• **Exercise description**: Repeat every entry in full. Match each line exactly.

• **Supplied information**:

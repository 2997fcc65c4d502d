use crate::crawler::{FetchMode, Navigation};
use crate::dom::SelectorSpec;
use crate::url::{PageIndex, PageRange};
use serde::Deserialize;

/// Main configuration structure for Article Harvest
#[derive(Debug, Clone, Deserialize)]
pub struct Config {
    #[serde(default)]
    pub http: HttpConfig,
    #[serde(default)]
    pub browser: BrowserConfig,
    pub output: OutputConfig,
    #[serde(default, rename = "job")]
    pub jobs: Vec<JobConfig>,
}

impl Config {
    /// Looks up a job by name
    pub fn job(&self, name: &str) -> Option<&JobConfig> {
        self.jobs.iter().find(|job| job.name == name)
    }
}

/// HTTP client configuration for static fetches
#[derive(Debug, Clone, Deserialize)]
pub struct HttpConfig {
    /// User agent sent with every request
    #[serde(rename = "user-agent", default = "default_user_agent")]
    pub user_agent: String,

    /// Total request timeout (seconds)
    #[serde(rename = "timeout-secs", default = "default_timeout_secs")]
    pub timeout_secs: u64,

    /// Connect timeout (seconds)
    #[serde(rename = "connect-timeout-secs", default = "default_connect_timeout_secs")]
    pub connect_timeout_secs: u64,
}

impl Default for HttpConfig {
    fn default() -> Self {
        Self {
            user_agent: default_user_agent(),
            timeout_secs: default_timeout_secs(),
            connect_timeout_secs: default_connect_timeout_secs(),
        }
    }
}

/// Headless browser configuration for rendered fetches
#[derive(Debug, Clone, Deserialize)]
pub struct BrowserConfig {
    #[serde(default = "default_true")]
    pub headless: bool,

    #[serde(rename = "no-sandbox", default = "default_true")]
    pub no_sandbox: bool,

    #[serde(rename = "window-width", default = "default_window_width")]
    pub window_width: u32,

    #[serde(rename = "window-height", default = "default_window_height")]
    pub window_height: u32,

    /// Extra wait after navigation before the document is read (milliseconds)
    #[serde(rename = "render-grace-ms", default = "default_render_grace_ms")]
    pub render_grace_ms: u64,
}

impl Default for BrowserConfig {
    fn default() -> Self {
        Self {
            headless: true,
            no_sandbox: true,
            window_width: default_window_width(),
            window_height: default_window_height(),
            render_grace_ms: default_render_grace_ms(),
        }
    }
}

/// Output configuration
#[derive(Debug, Clone, Deserialize)]
pub struct OutputConfig {
    /// Path to the SQLite database file
    #[serde(rename = "database-path")]
    pub database_path: String,

    /// Collection the article records are appended to
    #[serde(default = "default_collection")]
    pub collection: String,

    /// Path to the markdown batch report, if one should be written
    #[serde(rename = "summary-path", default)]
    pub summary_path: Option<String>,

    /// Log every listing page and article at info level
    #[serde(rename = "show-progress", default = "default_true")]
    pub show_progress: bool,
}

/// How listing and article pages are retrieved
#[derive(Debug, Clone, Copy, Default, PartialEq, Eq, Deserialize)]
#[serde(rename_all = "lowercase")]
pub enum FetchModeConfig {
    #[default]
    Static,
    Rendered,
}

/// One crawl job: a paginated listing plus the selectors for its articles
#[derive(Debug, Clone, Deserialize)]
pub struct JobConfig {
    /// Unique job name
    pub name: String,

    /// Listing URL template with a `{0}` placeholder for the page index
    pub url: String,

    #[serde(rename = "fetch-mode", default)]
    pub fetch_mode: FetchModeConfig,

    /// Reuse the browser's current document instead of navigating (connector mode)
    #[serde(rename = "reuse-session", default)]
    pub reuse_session: bool,

    #[serde(default = "default_label")]
    pub category: String,

    #[serde(rename = "owner-source", default = "default_label")]
    pub owner_source: String,

    #[serde(rename = "start-page")]
    pub start_page: i64,

    #[serde(rename = "end-page")]
    pub end_page: i64,

    #[serde(rename = "step-page")]
    pub step_page: i64,

    /// Explicit page indexes; when non-empty they replace the numeric range
    #[serde(rename = "custom-pageindex-list", default)]
    pub custom_pageindex_list: Option<Vec<PageIndex>>,

    pub selectors: SelectorsConfig,
}

impl JobConfig {
    /// The page range this job walks; a non-empty custom list wins over the numeric range
    pub fn page_range(&self) -> PageRange {
        match &self.custom_pageindex_list {
            Some(list) if !list.is_empty() => PageRange::Explicit(list.clone()),
            _ => PageRange::Span {
                start: self.start_page,
                end: self.end_page,
                step: self.step_page,
            },
        }
    }

    /// The fetch mode for this job
    pub fn fetch_mode(&self) -> FetchMode {
        match self.fetch_mode {
            FetchModeConfig::Static => FetchMode::Static,
            FetchModeConfig::Rendered if self.reuse_session => {
                FetchMode::Rendered(Navigation::ReuseCurrent)
            }
            FetchModeConfig::Rendered => FetchMode::Rendered(Navigation::Navigate),
        }
    }
}

/// The five DOM regions a job extracts from
#[derive(Debug, Clone, Deserialize)]
pub struct SelectorsConfig {
    /// Anchors on a listing page that point to articles
    #[serde(rename = "page-list-anchor")]
    pub page_list_anchor: SelectorSpec,

    pub title: SelectorSpec,

    #[serde(rename = "content-area")]
    pub content_area: SelectorSpec,

    pub banner: BannerSpec,

    /// Region searched for inline images; defaults to the content region
    #[serde(rename = "image-area", default)]
    pub image_area: Option<SelectorSpec>,
}

/// Banner image region plus the attribute holding the image URL
#[derive(Debug, Clone, PartialEq, Eq, Deserialize)]
pub struct BannerSpec {
    #[serde(flatten)]
    pub region: SelectorSpec,

    #[serde(rename = "source-attribute", default = "default_source_attribute")]
    pub source_attribute: String,
}

fn default_user_agent() -> String {
    "Mozilla/5.0 (Windows NT 10.0; Win64; x64) AppleWebKit/537.36 (KHTML, like Gecko) Chrome/91.0.4472.124 Safari/537.36".to_string()
}

fn default_timeout_secs() -> u64 {
    30
}

fn default_connect_timeout_secs() -> u64 {
    10
}

fn default_true() -> bool {
    true
}

fn default_window_width() -> u32 {
    1920
}

fn default_window_height() -> u32 {
    1080
}

fn default_render_grace_ms() -> u64 {
    500
}

fn default_collection() -> String {
    "articles".to_string()
}

fn default_label() -> String {
    "Not defined".to_string()
}

fn default_source_attribute() -> String {
    "src".to_string()
}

• **Worked solution**:
repository 2997fcc65c4d502d
use crate::crawler::{FetchMode, Navigation};
use crate::dom::SelectorSpec;
use crate::url::{PageIndex, PageRange};
use serde::Deserialize;

/// Main configuration structure for Article Harvest
#[derive(Debug, Clone, Deserialize)]
pub struct Config {
    #[serde(default)]
    pub http: HttpConfig,
    #[serde(default)]
    pub browser: BrowserConfig,
    pub output: OutputConfig,
    #[serde(default, rename = "job")]
    pub jobs: Vec<JobConfig>,
}

impl Config {
    /// Looks up a job by name
    pub fn job(&self, name: &str) -> Option<&JobConfig> {
        self.jobs.iter().find(|job| job.name == name)
    }
}

/// HTTP client configuration for static fetches
#[derive(Debug, Clone, Deserialize)]
pub struct HttpConfig {
    /// User agent sent with every request
    #[serde(rename = "user-agent", default = "default_user_agent")]
    pub user_agent: String,

    /// Total request timeout (seconds)
    #[serde(rename = "timeout-secs", default = "default_timeout_secs")]
    pub timeout_secs: u64,

    /// Connect timeout (seconds)
    #[serde(rename = "connect-timeout-secs", default = "default_connect_timeout_secs")]
    pub connect_timeout_secs: u64,
}

impl Default for HttpConfig {
    fn default() -> Self {
        Self {
            user_agent: default_user_agent(),
            timeout_secs: default_timeout_secs(),
            connect_timeout_secs: default_connect_timeout_secs(),
        }
    }
}

/// Headless browser configuration for rendered fetches
#[derive(Debug, Clone, Deserialize)]
pub struct BrowserConfig {
    #[serde(default = "default_true")]
    pub headless: bool,

    #[serde(rename = "no-sandbox", default = "default_true")]
    pub no_sandbox: bool,

    #[serde(rename = "window-width", default = "default_window_width")]
    pub window_width: u32,

    #[serde(rename = "window-height", default = "default_window_height")]
    pub window_height: u32,

    /// Extra wait after navigation before the document is read (milliseconds)
    #[serde(rename = "render-grace-ms", default = "default_render_grace_ms")]
    pub render_grace_ms: u64,
}

impl Default for BrowserConfig {
    fn default() -> Self {
        Self {
            headless: true,
            no_sandbox: true,
            window_width: default_window_width(),
            window_height: default_window_height(),
            render_grace_ms: default_render_grace_ms(),
        }
    }
}

/// Output configuration
#[derive(Debug, Clone, Deserialize)]
pub struct OutputConfig {
    /// Path to the SQLite database file
    #[serde(rename = "database-path")]
    pub database_path: String,

    /// Collection the article records are appended to
    #[serde(default = "default_collection")]
    pub collection: String,

    /// Path to the markdown batch report, if one should be written
    #[serde(rename = "summary-path", default)]
    pub summary_path: Option<String>,

    /// Log every listing page and article at info level
    #[serde(rename = "show-progress", default = "default_true")]
    pub show_progress: bool,
}

/// How listing and article pages are retrieved
#[derive(Debug, Clone, Copy, Default, PartialEq, Eq, Deserialize)]
#[serde(rename_all = "lowercase")]
pub enum FetchModeConfig {
    #[default]
    Static,
    Rendered,
}

/// One crawl job: a paginated listing plus the selectors for its articles
#[derive(Debug, Clone, Deserialize)]
pub struct JobConfig {
    /// Unique job name
    pub name: String,

    /// Listing URL template with a `{0}` placeholder for the page index
    pub url: String,

    #[serde(rename = "fetch-mode", default)]
    pub fetch_mode: FetchModeConfig,

    /// Reuse the browser's current document instead of navigating (connector mode)
    #[serde(rename = "reuse-session", default)]
    pub reuse_session: bool,

    #[serde(default = "default_label")]
    pub category: String,

    #[serde(rename = "owner-source", default = "default_label")]
    pub owner_source: String,

    #[serde(rename = "start-page")]
    pub start_page: i64,

    #[serde(rename = "end-page")]
    pub end_page: i64,

    #[serde(rename = "step-page")]
    pub step_page: i64,

    /// Explicit page indexes; when non-empty they replace the numeric range
    #[serde(rename = "custom-pageindex-list", default)]
    pub custom_pageindex_list: Option<Vec<PageIndex>>,

    pub selectors: SelectorsConfig,
}

impl JobConfig {
    /// The page range this job walks; a non-empty custom list wins over the numeric range
    pub fn page_range(&self) -> PageRange {
        match &self.custom_pageindex_list {
            Some(list) if !list.is_empty() => PageRange::Explicit(list.clone()),
            _ => PageRange::Span {
                start: self.start_page,
                end: self.end_page,
                step: self.step_page,
            },
        }
    }

    /// The fetch mode for this job
    pub fn fetch_mode(&self) -> FetchMode {
        match self.fetch_mode {
            FetchModeConfig::Static => FetchMode::Static,
            FetchModeConfig::Rendered if self.reuse_session => {
                FetchMode::Rendered(Navigation::ReuseCurrent)
            }
            FetchModeConfig::Rendered => FetchMode::Rendered(Navigation::Navigate),
        }
    }
}

/// The five DOM regions a job extracts from
#[derive(Debug, Clone, Deserialize)]
pub struct SelectorsConfig {
    /// Anchors on a listing page that point to articles
    #[serde(rename = "page-list-anchor")]
    pub page_list_anchor: SelectorSpec,

    pub title: SelectorSpec,

    #[serde(rename = "content-area")]
    pub content_area: SelectorSpec,

    pub banner: BannerSpec,

    /// Region searched for inline images; defaults to the content region
    #[serde(rename = "image-area", default)]
    pub image_area: Option<SelectorSpec>,
}

/// Banner image region plus the attribute holding the image URL
#[derive(Debug, Clone, PartialEq, Eq, Deserialize)]
pub struct BannerSpec {
    #[serde(flatten)]
    pub region: SelectorSpec,

    #[serde(rename = "source-attribute", default = "default_source_attribute")]
    pub source_attribute: String,
}

fn default_user_agent() -> String {
    "Mozilla/5.0 (Windows NT 10.0; Win64; x64) AppleWebKit/537.36 (KHTML, like Gecko) Chrome/91.0.4472.124 Safari/537.36".to_string()
}

fn default_timeout_secs() -> u64 {
    30
}

fn default_connect_timeout_secs() -> u64 {
    10
}

fn default_true() -> bool {
    true
}

fn default_window_width() -> u32 {
    1920
}

fn default_window_height() -> u32 {
    1080
}

fn default_render_grace_ms() -> u64 {
    500
}

fn default_collection() -> String {
    "articles".to_string()
}

fn default_label() -> String {
    "Not defined".to_string()
}

fn default_source_attribute() -> String {
    "src".to_string()
}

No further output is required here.